If you spend much time talking to plumbing contractors, you may start to notice some similar refrains: “One month we’re slammed, but the next month we’re just twiddling our thumbs.” “Some of our techs are stellar, but others could stand some improvement.”  “Revenue is up, but our profits are all over the place.”

What do all of these concerns have in common? At heart, they’re all concerns about consistency. Inconsistency can be a stealth killer, preventing plumbing companies from prolonged growth. Thankfully, acknowledging a consistency problem is the first step toward meaningful change.

Thinking systematically

First, it’s worth asking: Why is inconsistency so common among plumbing companies?

The short answer is that a lot of plumbing business owners are never taught to think in terms of systems or processes. They hire talented people and expect them to do their best, but even well-intentioned and hard-working people can sometimes be at cross purposes with one another.

When you have a group of individual efforts with no overarching system to ensure consistency, you end up with one tech who knows how to sell, and another who doesn’t. You end up with one dispatcher who always knows which tech is best-suited for the job, and another who is inefficient. 

To put it another way, depending on people to just show up and do their best is never going to produce predictable results. Consistency can’t be gained by just buckling down and working harder, either. It comes from creating the kind of structures that can yield repeatable outcomes.

Prerequisite for growth

Consistency matters for contractors because it provides a foundation for growth. In fact, pursuing growth before addressing inconsistency is really a fool’s errand.

Why? Because growing without consistency can actually compound your problems. With an uneven close rate, getting more leads won’t amount to much. With pricing that isn’t standardized, more jobs may not help with profitability. And without full alignment between team members, hiring more personnel may simply lead to chaos.

If you want to translate your activity into sustainable results, you’ll need to put systems and processes into place. That’s the key to ensuring your growth is predictable.

Consistency gaps

So where are the areas where your company struggles to do repeatable, predictable, systemic work? The answer may vary, but there are a few common areas where many plumbing companies struggle.
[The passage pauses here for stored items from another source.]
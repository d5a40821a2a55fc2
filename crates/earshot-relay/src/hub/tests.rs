//! End-to-end hub tests over loopback WebSockets.

use std::time::Duration;

use earshot_common::{ParticipantId, Position};
use futures_util::{SinkExt, StreamExt};
use tokio::net::TcpStream;
use tokio::time::timeout;
use tokio_tungstenite::tungstenite::Message;
use tokio_tungstenite::{connect_async, MaybeTlsStream, WebSocketStream};

use super::{HubConfig, RelayHub};
use crate::protocol::{ClientMessage, HubMessage};

type Client = WebSocketStream<MaybeTlsStream<TcpStream>>;

const WAIT: Duration = Duration::from_secs(5);
const QUIET: Duration = Duration::from_millis(200);

fn id(s: &str) -> ParticipantId {
    ParticipantId::new(s).unwrap()
}

async fn start_hub(ping_interval: Duration) -> RelayHub {
    RelayHub::start(HubConfig {
        bind_address: "127.0.0.1:0".into(),
        ping_interval,
        outbound_queue: 64,
    })
    .await
    .unwrap()
}

async fn quiet_hub() -> RelayHub {
    start_hub(Duration::from_secs(3600)).await
}

async fn connect(hub: &RelayHub) -> Client {
    let (ws, _) = connect_async(format!("ws://{}", hub.local_addr()))
        .await
        .unwrap();
    ws
}

async fn send(client: &mut Client, message: ClientMessage) {
    client
        .send(Message::Binary(message.encode().into()))
        .await
        .unwrap();
}

async fn recv(client: &mut Client) -> HubMessage {
    loop {
        let frame = timeout(WAIT, client.next())
            .await
            .expect("timed out waiting for hub frame")
            .expect("connection closed")
            .expect("websocket error");
        match frame {
            Message::Binary(data) => return HubMessage::decode(&data).unwrap(),
            Message::Ping(_) | Message::Pong(_) => continue,
            other => panic!("unexpected frame {other:?}"),
        }
    }
}

async fn assert_silent(client: &mut Client) {
    if let Ok(frame) = timeout(QUIET, client.next()).await {
        panic!("expected no frame, got {frame:?}");
    }
}

/// Wait for the hub to close the connection, returning any binary frames
/// that arrived first.
async fn drain_until_closed(client: &mut Client) -> Vec<Vec<u8>> {
    let mut frames = Vec::new();
    loop {
        match timeout(WAIT, client.next()).await.expect("connection stayed open") {
            Some(Ok(Message::Binary(data))) => frames.push(data.to_vec()),
            Some(Ok(Message::Close(_))) | None | Some(Err(_)) => return frames,
            Some(Ok(_)) => {}
        }
    }
}

/// Connect, identify, and consume the `InitPlayers` reply.
async fn join(hub: &RelayHub, name: &str) -> (Client, Vec<(ParticipantId, Position)>) {
    let mut client = connect(hub).await;
    send(&mut client, ClientMessage::Identify(id(name))).await;
    loop {
        match recv(&mut client).await {
            HubMessage::InitPlayers(peers) => return (client, peers),
            HubMessage::Ping => continue,
            other => panic!("expected InitPlayers, got {other:?}"),
        }
    }
}

#[tokio::test]
async fn first_peer_gets_empty_init_players() {
    let hub = quiet_hub().await;
    let (_a, peers) = join(&hub, "a").await;
    assert!(peers.is_empty());
    assert_eq!(hub.registry().identified_count().await, 1);
    hub.shutdown().await;
}

#[tokio::test]
async fn update_is_broadcast_to_everyone_but_the_sender() {
    let hub = quiet_hub().await;
    let (mut a, _) = join(&hub, "a").await;
    let (mut b, _) = join(&hub, "b").await;
    let (mut c, _) = join(&hub, "c").await;

    let position = Position::new(10.0, -4.0, 1);
    send(&mut a, ClientMessage::Update(position)).await;

    let expected = HubMessage::Position {
        participant: id("a"),
        position,
    };
    assert_eq!(recv(&mut b).await, expected);
    assert_eq!(recv(&mut c).await, expected);

    assert_silent(&mut a).await;
    assert_silent(&mut b).await;
    assert_silent(&mut c).await;
    hub.shutdown().await;
}

#[tokio::test]
async fn init_players_lists_current_peers_but_not_the_joiner() {
    let hub = quiet_hub().await;
    let (mut a, _) = join(&hub, "a").await;
    let (mut b, _) = join(&hub, "b").await;

    let pa = Position::new(1.0, 2.0, 1);
    let pb = Position::new(3.0, 4.0, 2);
    send(&mut a, ClientMessage::Update(pa)).await;
    recv(&mut b).await;
    send(&mut b, ClientMessage::Update(pb)).await;
    recv(&mut a).await;

    let (_d, peers) = join(&hub, "d").await;
    assert_eq!(peers, vec![(id("a"), pa), (id("b"), pb)]);
    hub.shutdown().await;
}

#[tokio::test]
async fn init_players_carries_latest_position() {
    let hub = quiet_hub().await;
    let (mut a, _) = join(&hub, "a").await;
    let (mut b, _) = join(&hub, "b").await;

    send(&mut a, ClientMessage::Update(Position::new(1.0, 1.0, 1))).await;
    recv(&mut b).await;
    send(&mut a, ClientMessage::Update(Position::new(7.0, 7.0, 1))).await;
    recv(&mut b).await;

    let (_c, peers) = join(&hub, "c").await;
    assert_eq!(peers, vec![(id("a"), Position::new(7.0, 7.0, 1))]);
    hub.shutdown().await;
}

#[tokio::test]
async fn disconnect_is_announced_once_to_identified_peers_only() {
    let hub = quiet_hub().await;
    let (mut a, _) = join(&hub, "a").await;
    let (mut b, _) = join(&hub, "b").await;
    let (mut c, _) = join(&hub, "c").await;
    let mut unidentified = connect(&hub).await;

    a.close(None).await.unwrap();

    assert_eq!(recv(&mut b).await, HubMessage::Disconnect(id("a")));
    assert_eq!(recv(&mut c).await, HubMessage::Disconnect(id("a")));
    assert_silent(&mut b).await;
    assert_silent(&mut c).await;
    assert_silent(&mut unidentified).await;
    hub.shutdown().await;
}

#[tokio::test]
async fn unidentified_disconnect_is_not_announced() {
    let hub = quiet_hub().await;
    let (mut a, _) = join(&hub, "a").await;
    let mut unidentified = connect(&hub).await;

    unidentified.close(None).await.unwrap();
    assert_silent(&mut a).await;
    hub.shutdown().await;
}

#[tokio::test]
async fn update_before_identify_is_ignored() {
    let hub = quiet_hub().await;
    let (mut a, _) = join(&hub, "a").await;
    let mut early = connect(&hub).await;

    send(&mut early, ClientMessage::Update(Position::new(5.0, 5.0, 1))).await;
    assert_silent(&mut a).await;

    // Identifying afterwards does not resurrect the dropped position.
    send(&mut early, ClientMessage::Identify(id("early"))).await;
    assert_eq!(recv(&mut early).await, HubMessage::InitPlayers(Vec::new()));
    let (_d, peers) = join(&hub, "d").await;
    assert!(peers.is_empty());
    hub.shutdown().await;
}

#[tokio::test]
async fn repeated_identify_keeps_the_first_id() {
    let hub = quiet_hub().await;
    let (mut a, _) = join(&hub, "a").await;
    let (mut b, _) = join(&hub, "b").await;

    send(&mut a, ClientMessage::Identify(id("impostor"))).await;
    assert_silent(&mut a).await;

    let position = Position::new(0.0, 0.0, 1);
    send(&mut a, ClientMessage::Update(position)).await;
    assert_eq!(
        recv(&mut b).await,
        HubMessage::Position {
            participant: id("a"),
            position,
        }
    );
    hub.shutdown().await;
}

#[tokio::test]
async fn malformed_frame_closes_only_the_offender() {
    let hub = quiet_hub().await;
    let (mut a, _) = join(&hub, "a").await;
    let (mut b, _) = join(&hub, "b").await;

    a.send(Message::Binary(vec![99u8].into())).await.unwrap();
    assert!(drain_until_closed(&mut a).await.is_empty());

    // The offender was identified, so its peers still learn it left.
    assert_eq!(recv(&mut b).await, HubMessage::Disconnect(id("a")));

    // The hub keeps serving.
    let (mut c, _) = join(&hub, "c").await;
    let position = Position::new(2.0, 2.0, 1);
    send(&mut b, ClientMessage::Update(position)).await;
    assert_eq!(
        recv(&mut c).await,
        HubMessage::Position {
            participant: id("b"),
            position,
        }
    );
    hub.shutdown().await;
}

#[tokio::test]
async fn truncated_update_closes_the_connection() {
    let hub = quiet_hub().await;
    let (mut a, _) = join(&hub, "a").await;

    let mut frame = ClientMessage::Update(Position::new(1.0, 1.0, 1)).encode();
    frame.truncate(10);
    a.send(Message::Binary(frame.into())).await.unwrap();
    assert!(drain_until_closed(&mut a).await.is_empty());
    hub.shutdown().await;
}

#[tokio::test]
async fn text_frame_closes_the_connection() {
    let hub = quiet_hub().await;
    let mut client = connect(&hub).await;

    client
        .send(Message::Text("{\"type\":\"hello\"}".into()))
        .await
        .unwrap();
    assert!(drain_until_closed(&mut client).await.is_empty());
    hub.shutdown().await;
}

#[tokio::test]
async fn ping_reaches_every_connection() {
    let hub = start_hub(Duration::from_millis(50)).await;
    let (mut a, _) = join(&hub, "a").await;
    let mut unidentified = connect(&hub).await;

    assert_eq!(recv(&mut a).await, HubMessage::Ping);
    assert_eq!(recv(&mut unidentified).await, HubMessage::Ping);

    // Pong is bookkeeping only: nobody hears about it.
    let (mut b, _) = join(&hub, "b").await;
    send(&mut a, ClientMessage::Pong).await;
    assert_eq!(recv(&mut b).await, HubMessage::Ping);
    hub.shutdown().await;
}

#[tokio::test]
async fn shutdown_closes_connections_without_disconnect_storm() {
    let hub = quiet_hub().await;
    let (mut a, _) = join(&hub, "a").await;
    let (mut b, _) = join(&hub, "b").await;
    let addr = hub.local_addr();

    hub.shutdown().await;

    assert!(drain_until_closed(&mut a).await.is_empty());
    assert!(drain_until_closed(&mut b).await.is_empty());
    assert!(connect_async(format!("ws://{addr}")).await.is_err());
}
One of the big ones is lack of a standard sales process. This results in every technician doing their own version of selling. One offers the customer tiered options, the other doesn’t. One is confident talking about price point, one timid and hesitant. One cultivates trust, one wants to rush the process. This can lead to divergent ticket prices and conversion rates across your team, making it all but impossible to forecast revenues in a meaningful way.

Another area where many plumbers lack consistency is in key performance indicators. While it’s pretty common to keep an eye on revenue and profitability, business owners may pay little attention to the other metrics that drive their business growth. Things like average ticket value, call booking rate, conversion rate and revenue per tech are easy to overlook, yet these are exactly the metrics that allow contractors to identify opportunities for improvement.

And what about inconsistent dispatching? Dispatch can be one of the most powerful drivers of consistency; at the same time, when calls aren’t booked properly and the schedule isn’t well-optimized, everything downstream tends to suffer. Techs show up for the wrong jobs, scheduling gaps diminish productivity and calls get lost in the shuffle. Fixing dispatch is an important way to ensure consistency before the trucks start rolling.

Here’s another area for consideration: customer experience. What does a great customer experience look like for your company? If you can’t define it then you certainly can’t provide it, at least not with any kind of repeatability. When customers have wildly different experiences, you can expect to see it reflected in reviews, referral volume and more.

Addressing inconsistency

To take a more systematic approach to your business will require effort and discipline. Here are some places to begin:

Standardize your sales process: Make sure every technician follows the same protocol for each sales call they take. Create a regular rhythm for everything: greeting the customer, diagnosing the problem, presenting options and more. Get all of your team members running the same play.

Track the numbers that matter: You don’t need to monitor a dozen different KPIs, but you should make sure the ones you do follow are actually the right ones. Again, some recommendations are average ticket value, call booking rate, conversion rate and revenue per tech. Review these numbers on a weekly basis!

Refine your dispatch process: Train your dispatchers to do a lot more than just answer calls. Make sure they know how to book quality calls, and how to dispatch the right tech for each job. Get them up to speed on minimizing drive time and schedule gaps, too.

The bottom line: Inconsistent results don’t happen randomly. They happen because of inconsistent processes. If you want predictable revenue and a business that actually scales, you need to build systems that create standard outcomes, again and again.